* [REQUIRED ACTION]
Please find every line in the entries below that contains the string "derive", and copy it.

* [DATASET CONTENT]

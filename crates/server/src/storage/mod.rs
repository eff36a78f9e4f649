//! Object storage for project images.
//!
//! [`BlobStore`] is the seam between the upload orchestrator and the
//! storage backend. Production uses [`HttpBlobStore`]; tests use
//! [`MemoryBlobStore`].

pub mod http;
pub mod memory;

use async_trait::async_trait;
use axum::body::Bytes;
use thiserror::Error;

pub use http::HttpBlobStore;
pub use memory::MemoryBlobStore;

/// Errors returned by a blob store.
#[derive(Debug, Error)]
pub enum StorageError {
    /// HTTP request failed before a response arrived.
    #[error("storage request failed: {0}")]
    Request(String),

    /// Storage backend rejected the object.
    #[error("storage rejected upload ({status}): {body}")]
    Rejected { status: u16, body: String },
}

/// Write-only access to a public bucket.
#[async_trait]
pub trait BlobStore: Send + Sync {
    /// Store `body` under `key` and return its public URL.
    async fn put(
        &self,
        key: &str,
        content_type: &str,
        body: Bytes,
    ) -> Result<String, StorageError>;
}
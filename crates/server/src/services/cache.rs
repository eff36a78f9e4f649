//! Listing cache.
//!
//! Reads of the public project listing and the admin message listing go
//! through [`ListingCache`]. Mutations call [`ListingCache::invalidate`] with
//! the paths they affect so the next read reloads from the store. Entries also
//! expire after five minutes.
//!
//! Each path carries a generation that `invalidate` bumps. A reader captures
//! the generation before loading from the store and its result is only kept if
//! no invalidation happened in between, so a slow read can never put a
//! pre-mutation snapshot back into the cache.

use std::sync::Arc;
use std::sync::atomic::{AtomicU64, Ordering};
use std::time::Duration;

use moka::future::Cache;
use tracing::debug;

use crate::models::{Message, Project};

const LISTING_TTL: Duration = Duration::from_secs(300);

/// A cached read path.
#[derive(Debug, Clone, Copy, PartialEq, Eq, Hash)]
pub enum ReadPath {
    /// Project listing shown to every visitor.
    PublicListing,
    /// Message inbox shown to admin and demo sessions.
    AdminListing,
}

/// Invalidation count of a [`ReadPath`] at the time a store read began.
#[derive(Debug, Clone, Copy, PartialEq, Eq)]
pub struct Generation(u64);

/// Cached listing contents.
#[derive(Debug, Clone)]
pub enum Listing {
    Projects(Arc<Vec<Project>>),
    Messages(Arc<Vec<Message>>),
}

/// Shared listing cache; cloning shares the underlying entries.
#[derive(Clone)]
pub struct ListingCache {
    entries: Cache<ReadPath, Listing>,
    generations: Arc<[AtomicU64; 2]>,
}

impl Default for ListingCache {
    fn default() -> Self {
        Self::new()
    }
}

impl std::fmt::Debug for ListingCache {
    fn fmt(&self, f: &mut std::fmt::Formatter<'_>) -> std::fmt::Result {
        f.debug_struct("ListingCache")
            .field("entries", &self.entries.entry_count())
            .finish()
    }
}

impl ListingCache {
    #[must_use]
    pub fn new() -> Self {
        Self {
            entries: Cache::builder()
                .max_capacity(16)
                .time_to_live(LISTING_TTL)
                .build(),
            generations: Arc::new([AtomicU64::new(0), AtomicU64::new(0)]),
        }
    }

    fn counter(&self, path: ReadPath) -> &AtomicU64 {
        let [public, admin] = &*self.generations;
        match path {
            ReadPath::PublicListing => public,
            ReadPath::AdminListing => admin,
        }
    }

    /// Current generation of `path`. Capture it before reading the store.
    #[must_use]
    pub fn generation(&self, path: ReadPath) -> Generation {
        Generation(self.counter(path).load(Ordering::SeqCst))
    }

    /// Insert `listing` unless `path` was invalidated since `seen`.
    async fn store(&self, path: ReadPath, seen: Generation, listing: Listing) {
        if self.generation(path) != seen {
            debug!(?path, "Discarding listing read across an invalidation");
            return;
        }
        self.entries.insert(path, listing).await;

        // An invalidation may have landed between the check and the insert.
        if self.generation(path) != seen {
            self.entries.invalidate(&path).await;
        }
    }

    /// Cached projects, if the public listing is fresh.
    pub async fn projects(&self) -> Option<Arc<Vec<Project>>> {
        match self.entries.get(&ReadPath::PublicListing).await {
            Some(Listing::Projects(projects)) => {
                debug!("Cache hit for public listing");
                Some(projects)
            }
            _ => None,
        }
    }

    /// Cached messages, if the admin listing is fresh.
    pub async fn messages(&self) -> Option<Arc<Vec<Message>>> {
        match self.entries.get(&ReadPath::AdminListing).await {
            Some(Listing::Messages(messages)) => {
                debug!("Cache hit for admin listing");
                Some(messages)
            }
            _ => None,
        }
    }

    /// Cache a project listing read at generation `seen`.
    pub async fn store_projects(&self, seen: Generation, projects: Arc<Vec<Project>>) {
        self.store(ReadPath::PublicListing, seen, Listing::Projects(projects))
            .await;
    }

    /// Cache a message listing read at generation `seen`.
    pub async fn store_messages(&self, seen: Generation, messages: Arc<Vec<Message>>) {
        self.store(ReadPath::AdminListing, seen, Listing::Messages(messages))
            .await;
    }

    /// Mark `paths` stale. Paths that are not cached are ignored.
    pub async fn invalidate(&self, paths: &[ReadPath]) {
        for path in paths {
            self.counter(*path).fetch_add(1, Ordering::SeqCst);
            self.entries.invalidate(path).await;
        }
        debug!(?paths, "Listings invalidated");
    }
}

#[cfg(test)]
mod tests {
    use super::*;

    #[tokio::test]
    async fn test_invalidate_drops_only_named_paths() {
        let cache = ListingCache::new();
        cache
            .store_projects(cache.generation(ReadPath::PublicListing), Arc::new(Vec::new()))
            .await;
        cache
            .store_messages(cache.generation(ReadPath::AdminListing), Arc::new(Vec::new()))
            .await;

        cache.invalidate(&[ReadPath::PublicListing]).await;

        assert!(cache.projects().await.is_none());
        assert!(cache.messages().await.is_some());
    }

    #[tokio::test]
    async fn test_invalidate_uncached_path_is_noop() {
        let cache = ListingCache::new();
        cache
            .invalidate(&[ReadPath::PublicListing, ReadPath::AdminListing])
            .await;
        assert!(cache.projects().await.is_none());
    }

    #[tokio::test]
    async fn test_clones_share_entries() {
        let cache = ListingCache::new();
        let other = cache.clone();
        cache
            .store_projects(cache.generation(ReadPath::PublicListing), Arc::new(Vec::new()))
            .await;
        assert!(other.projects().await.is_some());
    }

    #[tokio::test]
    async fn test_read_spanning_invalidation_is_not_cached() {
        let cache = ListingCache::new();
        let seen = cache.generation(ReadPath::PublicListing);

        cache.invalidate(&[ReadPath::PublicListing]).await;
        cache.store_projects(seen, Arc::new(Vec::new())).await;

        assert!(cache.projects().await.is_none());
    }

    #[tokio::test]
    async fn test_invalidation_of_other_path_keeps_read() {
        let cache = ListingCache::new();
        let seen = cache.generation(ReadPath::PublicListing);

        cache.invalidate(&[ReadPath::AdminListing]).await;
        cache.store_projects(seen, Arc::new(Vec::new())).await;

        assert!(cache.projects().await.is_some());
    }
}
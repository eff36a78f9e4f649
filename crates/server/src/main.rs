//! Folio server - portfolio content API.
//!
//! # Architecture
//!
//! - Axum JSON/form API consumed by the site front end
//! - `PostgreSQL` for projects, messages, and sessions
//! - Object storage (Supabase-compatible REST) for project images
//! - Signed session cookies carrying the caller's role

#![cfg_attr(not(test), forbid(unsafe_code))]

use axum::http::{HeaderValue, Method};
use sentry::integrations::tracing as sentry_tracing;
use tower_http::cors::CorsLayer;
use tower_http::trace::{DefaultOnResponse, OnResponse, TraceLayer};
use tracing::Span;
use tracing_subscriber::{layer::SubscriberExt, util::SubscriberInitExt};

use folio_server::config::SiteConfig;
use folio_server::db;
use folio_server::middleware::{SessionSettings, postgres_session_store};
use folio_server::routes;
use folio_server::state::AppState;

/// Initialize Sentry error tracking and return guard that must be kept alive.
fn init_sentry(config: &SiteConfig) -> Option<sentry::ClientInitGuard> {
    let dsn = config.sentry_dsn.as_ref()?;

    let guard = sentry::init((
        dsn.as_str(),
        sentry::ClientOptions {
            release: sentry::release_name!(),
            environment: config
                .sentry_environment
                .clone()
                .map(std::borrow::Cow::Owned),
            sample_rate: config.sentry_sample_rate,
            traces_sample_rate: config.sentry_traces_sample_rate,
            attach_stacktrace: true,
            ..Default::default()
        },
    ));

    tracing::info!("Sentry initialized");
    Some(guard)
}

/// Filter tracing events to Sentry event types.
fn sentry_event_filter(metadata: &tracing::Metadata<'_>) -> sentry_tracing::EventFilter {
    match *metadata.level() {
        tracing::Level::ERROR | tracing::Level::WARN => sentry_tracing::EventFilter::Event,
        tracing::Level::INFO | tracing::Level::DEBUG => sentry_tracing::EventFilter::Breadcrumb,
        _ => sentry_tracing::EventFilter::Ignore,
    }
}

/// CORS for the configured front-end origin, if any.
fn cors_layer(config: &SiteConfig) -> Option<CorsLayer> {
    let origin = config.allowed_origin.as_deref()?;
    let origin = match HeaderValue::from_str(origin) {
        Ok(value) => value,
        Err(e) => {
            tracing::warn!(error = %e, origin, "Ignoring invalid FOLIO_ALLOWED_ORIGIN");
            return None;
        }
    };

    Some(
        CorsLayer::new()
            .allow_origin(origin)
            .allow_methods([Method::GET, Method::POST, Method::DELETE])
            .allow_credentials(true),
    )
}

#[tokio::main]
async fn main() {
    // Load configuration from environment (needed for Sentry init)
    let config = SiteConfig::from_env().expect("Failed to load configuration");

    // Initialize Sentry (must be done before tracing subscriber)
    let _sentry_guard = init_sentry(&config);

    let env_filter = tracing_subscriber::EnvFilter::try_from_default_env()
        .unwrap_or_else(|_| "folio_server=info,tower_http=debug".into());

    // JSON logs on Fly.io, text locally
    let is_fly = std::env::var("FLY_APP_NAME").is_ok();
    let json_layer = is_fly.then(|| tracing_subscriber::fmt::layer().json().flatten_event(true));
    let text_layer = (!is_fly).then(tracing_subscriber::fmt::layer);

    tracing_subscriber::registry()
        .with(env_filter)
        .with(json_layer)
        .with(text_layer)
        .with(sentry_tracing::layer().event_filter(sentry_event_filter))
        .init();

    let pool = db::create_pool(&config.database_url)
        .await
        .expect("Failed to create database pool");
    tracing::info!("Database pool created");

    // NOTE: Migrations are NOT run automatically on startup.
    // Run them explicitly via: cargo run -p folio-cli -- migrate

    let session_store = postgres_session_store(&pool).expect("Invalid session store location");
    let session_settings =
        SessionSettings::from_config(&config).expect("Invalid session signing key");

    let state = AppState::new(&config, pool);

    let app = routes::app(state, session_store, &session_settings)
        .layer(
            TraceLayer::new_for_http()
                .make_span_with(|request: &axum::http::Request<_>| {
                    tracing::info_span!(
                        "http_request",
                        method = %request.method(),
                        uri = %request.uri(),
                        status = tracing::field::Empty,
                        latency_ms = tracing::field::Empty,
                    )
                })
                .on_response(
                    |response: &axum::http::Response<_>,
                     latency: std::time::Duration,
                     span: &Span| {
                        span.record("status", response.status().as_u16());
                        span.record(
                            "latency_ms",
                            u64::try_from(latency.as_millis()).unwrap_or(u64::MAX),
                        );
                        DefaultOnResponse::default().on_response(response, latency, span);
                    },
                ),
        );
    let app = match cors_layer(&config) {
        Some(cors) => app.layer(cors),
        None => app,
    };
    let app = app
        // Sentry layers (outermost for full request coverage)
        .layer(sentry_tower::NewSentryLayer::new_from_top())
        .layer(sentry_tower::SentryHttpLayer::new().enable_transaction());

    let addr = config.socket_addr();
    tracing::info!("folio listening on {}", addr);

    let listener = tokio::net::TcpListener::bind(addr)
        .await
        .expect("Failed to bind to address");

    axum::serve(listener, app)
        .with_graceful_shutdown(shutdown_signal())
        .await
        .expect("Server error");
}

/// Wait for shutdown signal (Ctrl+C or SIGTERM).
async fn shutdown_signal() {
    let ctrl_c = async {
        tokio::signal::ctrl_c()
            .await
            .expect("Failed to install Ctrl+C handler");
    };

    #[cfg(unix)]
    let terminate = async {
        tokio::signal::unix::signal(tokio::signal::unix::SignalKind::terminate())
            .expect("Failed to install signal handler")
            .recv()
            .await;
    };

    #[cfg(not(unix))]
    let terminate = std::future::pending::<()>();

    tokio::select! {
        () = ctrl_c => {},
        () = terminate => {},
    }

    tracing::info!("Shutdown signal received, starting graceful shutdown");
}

* [EXERCISE ANSWER]
#[derive(Debug, Error)]
#[derive(Debug, Clone, Copy, PartialEq, Eq, Hash)]
#[derive(Debug, Clone, Copy, PartialEq, Eq)]
#[derive(Debug, Clone)]
#[derive(Clone)]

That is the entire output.